» **WHAT TO DO**
Beginning at the top of the listing, repeat each line exactly until the line with "let program = ProgramId::from_raw(self.name());" has been repeated too.

» **SOURCE INFORMATION**
impl GlesDevice for FakeGl {
    fn gen_texture(&self) -> Result<NativeTextureId> {
        let texture = NativeTextureId::from_raw(self.name());
        self.journal.record(format!("gl.gen_texture -> {}", texture));
        self.textures.lock().push(texture);
        Ok(texture)
    }

    fn delete_texture(&self, texture: NativeTextureId) {
        self.journal.record(format!("gl.delete_texture({})", texture));
        self.textures.lock().retain(|t| *t != texture);
    }

    fn bind_texture(&self, target: TextureTarget, texture: Option<NativeTextureId>) {
        self.journal
            .record(format!("gl.bind_texture({:?}, {:?})", target, texture));
    }

    fn set_texture_filter(&self, target: TextureTarget, filter: TextureFilter) {
        self.journal
            .record(format!("gl.texture_filter({:?}, {:?})", target, filter));
    }

    fn allocate_rgba8(&self, width: u32, height: u32) {
        self.journal.record(format!("gl.allocate_rgba8({}x{})", width, height));
    }

    fn generate_mipmap(&self, target: TextureTarget) {
        self.journal.record(format!("gl.generate_mipmap({:?})", target));
    }

    fn gen_framebuffer(&self) -> Result<FramebufferId> {
        let framebuffer = FramebufferId::from_raw(self.name());
        self.journal.record(format!("gl.gen_framebuffer -> {}", framebuffer));
        self.framebuffers.lock().push(framebuffer);
        Ok(framebuffer)
    }

    fn delete_framebuffer(&self, framebuffer: FramebufferId) {
        self.journal
            .record(format!("gl.delete_framebuffer({})", framebuffer));
        self.framebuffers.lock().retain(|f| *f != framebuffer);
    }

    fn bind_framebuffer(&self, framebuffer: Option<FramebufferId>) {
        self.journal
            .record(format!("gl.bind_framebuffer({:?})", framebuffer));
    }

    fn attach_color_texture(&self, texture: NativeTextureId) {
        self.journal.record(format!("gl.attach({})", texture));
    }

    fn framebuffer_complete(&self) -> bool {
        true
    }

    fn create_program(&self, _vertex: &str, _fragment: &str) -> Result<ProgramId> {
        self.journal.record("gl.create_program");
        if *self.fail_program.lock() {
            return Err(CameraError::Gpu("fragment shader compile failed".into()));
        }
        let program = ProgramId::from_raw(self.name());
        self.programs.lock().push(program);
        Ok(program)
    }

    fn delete_program(&self, program: ProgramId) {
        self.journal.record(format!("gl.delete_program({})", program));
        self.programs.lock().retain(|p| *p != program);
    }

    fn use_program(&self, program: Option<ProgramId>) {
        self.journal.record(format!("gl.use_program({:?})", program));
    }

    fn uniform_location(&self, _program: ProgramId, _name: &str) -> Option<i32> {
        Some(0)
    }

    fn set_uniform_i32(&self, location: i32, value: i32) {
        self.journal.record(format!("gl.uniform({}, {})", location, value));
    }

    fn active_texture(&self, unit: u32) {
        self.journal.record(format!("gl.active_texture({})", unit));
    }

    fn unbind_sampler(&self, unit: u32) {
        self.journal.record(format!("gl.unbind_sampler({})", unit));
    }

    fn viewport(&self, width: u32, height: u32) {
        self.journal.record(format!("gl.viewport({}x{})", width, height));
    }

    fn draw_triangle_strip(&self, first: i32, count: i32) {
        self.journal.record(format!("gl.draw_strip({}, {})", first, count));
        self.draws.fetch_add(1, Ordering::SeqCst);
    }
}

// =============================================================================
// Camera subsystem
// =============================================================================

pub struct FakeCamera {
    journal: Journal,
    next: AtomicUsize,
    pub api_level: u32,
    pub lenses: Vec<(CameraId, LensFacing)>,
    pub live: Mutex<HashMap<&'static str, i64>>,
    pub opened: Mutex<Vec<CameraId>>,
    pub fail_at: Mutex<Option<&'static str>>,
    pub fail_release: Mutex<Option<&'static str>>,
    pub events: Mutex<Option<Arc<dyn CaptureEventHandler>>>,
    pub latches: AtomicUsize,
    pub queue_depth: Mutex<Option<u32>>,
}

impl FakeCamera {
    /// Front, back, back.
    pub fn new(journal: Journal) -> Self {
        Self::with_lenses(
            journal,
            vec![
                ("0".into(), LensFacing::Front),
                ("1".into(), LensFacing::Back),
                ("2".into(), LensFacing::Back),
            ],
        )
    }

    pub fn with_lenses(journal: Journal, lenses: Vec<(CameraId, LensFacing)>) -> Self {
        Self {
            journal,
            next: AtomicUsize::new(0x1000),
            api_level: 30,
            lenses,
            live: Mutex::new(HashMap::new()),
            opened: Mutex::new(Vec::new()),
            fail_at: Mutex::new(None),
            fail_release: Mutex::new(None),
            events: Mutex::new(None),
            latches: AtomicUsize::new(0),
            queue_depth: Mutex::new(None),
        }
    }

    pub fn with_api_level(mut self, level: u32) -> Self {
        self.api_level = level;
        self
    }

    /// Handles acquired and not yet released, over every kind.
    pub fn outstanding(&self) -> i64 {
        self.live.lock().values().map(|n| n.abs()).sum()
    }

    fn acquire(&self, kind: &'static str) -> Result<usize> {
        self.journal.record(format!("camera.{}", kind));
        if *self.fail_at.lock() == Some(kind) {
            return Err(CameraError::Capture(format!("{} failed", kind)));
        }
        *self.live.lock().entry(kind).or_default() += 1;
        Ok(self.next.fetch_add(1, Ordering::SeqCst))
    }

    fn release(&self, kind: &'static str, call: &'static str) -> Result<()> {
        self.journal.record(format!("camera.{}", call));
        *self.live.lock().entry(kind).or_default() -= 1;
        if *self.fail_release.lock() == Some(call) {
            return Err(CameraError::Capture(format!("{} failed", call)));
        }
        Ok(())
    }

    fn step(&self, call: &'static str) -> Result<()> {
        self.journal.record(format!("camera.{}", call));
        if *self.fail_at.lock() == Some(call) {
            return Err(CameraError::Capture(format!("{} failed", call)));
        }
        Ok(())
    }
}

» **RESULT OF THIS EXERCISE**
impl GlesDevice for FakeGl {
    fn gen_texture(&self) -> Result<NativeTextureId> {
        let texture = NativeTextureId::from_raw(self.name());
        self.journal.record(format!("gl.gen_texture -> {}", texture));
        self.textures.lock().push(texture);
        Ok(texture)
    }

    fn delete_texture(&self, texture: NativeTextureId) {
        self.journal.record(format!("gl.delete_texture({})", texture));
        self.textures.lock().retain(|t| *t != texture);
    }

    fn bind_texture(&self, target: TextureTarget, texture: Option<NativeTextureId>) {
        self.journal
            .record(format!("gl.bind_texture({:?}, {:?})", target, texture));
    }

    fn set_texture_filter(&self, target: TextureTarget, filter: TextureFilter) {
        self.journal
            .record(format!("gl.texture_filter({:?}, {:?})", target, filter));
    }

    fn allocate_rgba8(&self, width: u32, height: u32) {
        self.journal.record(format!("gl.allocate_rgba8({}x{})", width, height));
    }

    fn generate_mipmap(&self, target: TextureTarget) {
        self.journal.record(format!("gl.generate_mipmap({:?})", target));
    }

    fn gen_framebuffer(&self) -> Result<FramebufferId> {
        let framebuffer = FramebufferId::from_raw(self.name());
        self.journal.record(format!("gl.gen_framebuffer -> {}", framebuffer));
        self.framebuffers.lock().push(framebuffer);
        Ok(framebuffer)
    }

    fn delete_framebuffer(&self, framebuffer: FramebufferId) {
        self.journal
            .record(format!("gl.delete_framebuffer({})", framebuffer));
        self.framebuffers.lock().retain(|f| *f != framebuffer);
    }

    fn bind_framebuffer(&self, framebuffer: Option<FramebufferId>) {
        self.journal
            .record(format!("gl.bind_framebuffer({:?})", framebuffer));
    }

    fn attach_color_texture(&self, texture: NativeTextureId) {
        self.journal.record(format!("gl.attach({})", texture));
    }

    fn framebuffer_complete(&self) -> bool {
        true
    }

    fn create_program(&self, _vertex: &str, _fragment: &str) -> Result<ProgramId> {
        self.journal.record("gl.create_program");
        if *self.fail_program.lock() {
            return Err(CameraError::Gpu("fragment shader compile failed".into()));
        }
        let program = ProgramId::from_raw(self.name());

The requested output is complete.